The end of the school year is the perfect time to head off on class field trips. Students get on buses to go to museums and zoos, but many go on walking field trips to the fire station, local parks, other schools, and local businesses. Walking field trips are often accomplished in just a half day, but usually what and when to feed the kids for lunch has to be considered regardless of the length of the trip.

Some kids take pride in bringing a special lunch from home for excursions outside of the school. Usually those “special” lunches are Lunchables. Here’s how I feel about Lunchables: 1) Processed 2) Super high sodium 3) Can be made at home. Kids who are brand-conscious may not like homemade lunchables very much, but it would be easier, cheaper, and potentially less packaging waste.

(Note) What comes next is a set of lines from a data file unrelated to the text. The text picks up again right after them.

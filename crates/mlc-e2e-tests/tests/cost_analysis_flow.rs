//! E2E: the cost-aggregation scenario from the ML fixture — 9 training
//! jobs (1 completed, 8 failed) and 21 endpoints (4 InService,
//! 17 Failed) — plus a full driver run over the same data.

mod helpers;

use helpers::{TestHarness, call};
use mlc_agent::config::Limits;
use mlc_protocol::CostFlag;
use serde_json::json;

/// The aggregation tool flags the 8/9 failure rate (≈0.889 > 0.5) and
/// every InService endpoint with zero invocations in the window.
#[tokio::test]
async fn e2e_aggregation_flags_failure_rate_and_idle_endpoints() {
    let h = TestHarness::with_ml_fixture();
    let registry = h.registry();

    let outcome = registry
        .execute("analyze_ml_costs", json!({"days": 30}), &h.backends())
        .await;
    assert!(outcome.success, "aggregation should succeed: {outcome:?}");
    let data = outcome.data.unwrap();

    let flags: Vec<CostFlag> = serde_json::from_value(data["flags"].clone()).unwrap();
    let failure = flags
        .iter()
        .find_map(|f| match f {
            CostFlag::HighFailureRate { failed, total, ratio } => Some((*failed, *total, *ratio)),
            _ => None,
        })
        .expect("failure-rate flag must fire");
    assert_eq!((failure.0, failure.1), (8, 9));
    assert!((failure.2 - 8.0 / 9.0).abs() < 1e-9);

    let idle: Vec<_> = flags
        .iter()
        .filter_map(|f| match f {
            CostFlag::Idle { resource } => Some(resource.as_str()),
            _ => None,
        })
        .collect();
    assert_eq!(idle.len(), 3, "3 of 4 InService endpoints take no traffic");
    assert!(idle.iter().all(|r| r.starts_with("endpoint/serving-prod-")));
    assert!(!idle.contains(&"endpoint/serving-prod-01"));
}

/// A full scripted run: inventory, workspace note-taking, search, then
/// the final report.
#[tokio::test]
async fn e2e_full_run_produces_report_and_workspace_state() {
    let h = TestHarness::with_ml_fixture();

    h.model.push_tool_calls(vec![
        call("c1", "analyze_ml_costs", json!({"days": 30})),
        call(
            "c2",
            "write_file",
            json!({"path": "todo.md", "content": "- [x] aggregate costs\n- [ ] report\n"}),
        ),
    ]);
    h.model.push_tool_calls(vec![
        call(
            "c3",
            "internet_search",
            json!({"query": "sagemaker savings plans pricing"}),
        ),
        call(
            "c4",
            "write_file",
            json!({"path": "analysis/flags.md", "content": "8/9 training jobs failed\n"}),
        ),
    ]);
    h.model
        .push_text("# Executive Summary\nTraining failures dominate spend.");

    let driver = h.driver(Limits::default());
    let outcome = driver.run("analyze my ML costs").await.unwrap();

    assert_eq!(outcome.turns, 3);
    assert_eq!(outcome.tool_calls, 4);
    assert!(outcome.report.contains("Executive Summary"));
    assert!(outcome.degraded_notes.is_empty());
    assert!(h.workspace.path().join("todo.md").exists());
    assert!(h.workspace.path().join("analysis/flags.md").exists());
    assert_eq!(h.search.queries(), ["sagemaker savings plans pricing"]);
    // The aggregation reached the mock backend.
    assert_eq!(h.aws.call_count("cost_by_service"), 1);
    assert_eq!(h.aws.call_count("list_training_jobs"), 1);
}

The picture above is taken of a school-provided field trip lunch. It consists of a cheese sandwich, an apple, a bag of carrots and a cookie. Hello, I’m a fan, at least on face value. I’d take this over a Lunchable any day. In fact, I think this could be a perfectly acceptable regular school lunch. It contains fresh fruit and veggies and the packaging has been reduced. I think a cookie on a field trip is a nice touch since it’s a special outing. Grilled cheese? Well, I’d need to know the ingredients to make sure there isn’t a paragraph of stuff in there.

Thoughts?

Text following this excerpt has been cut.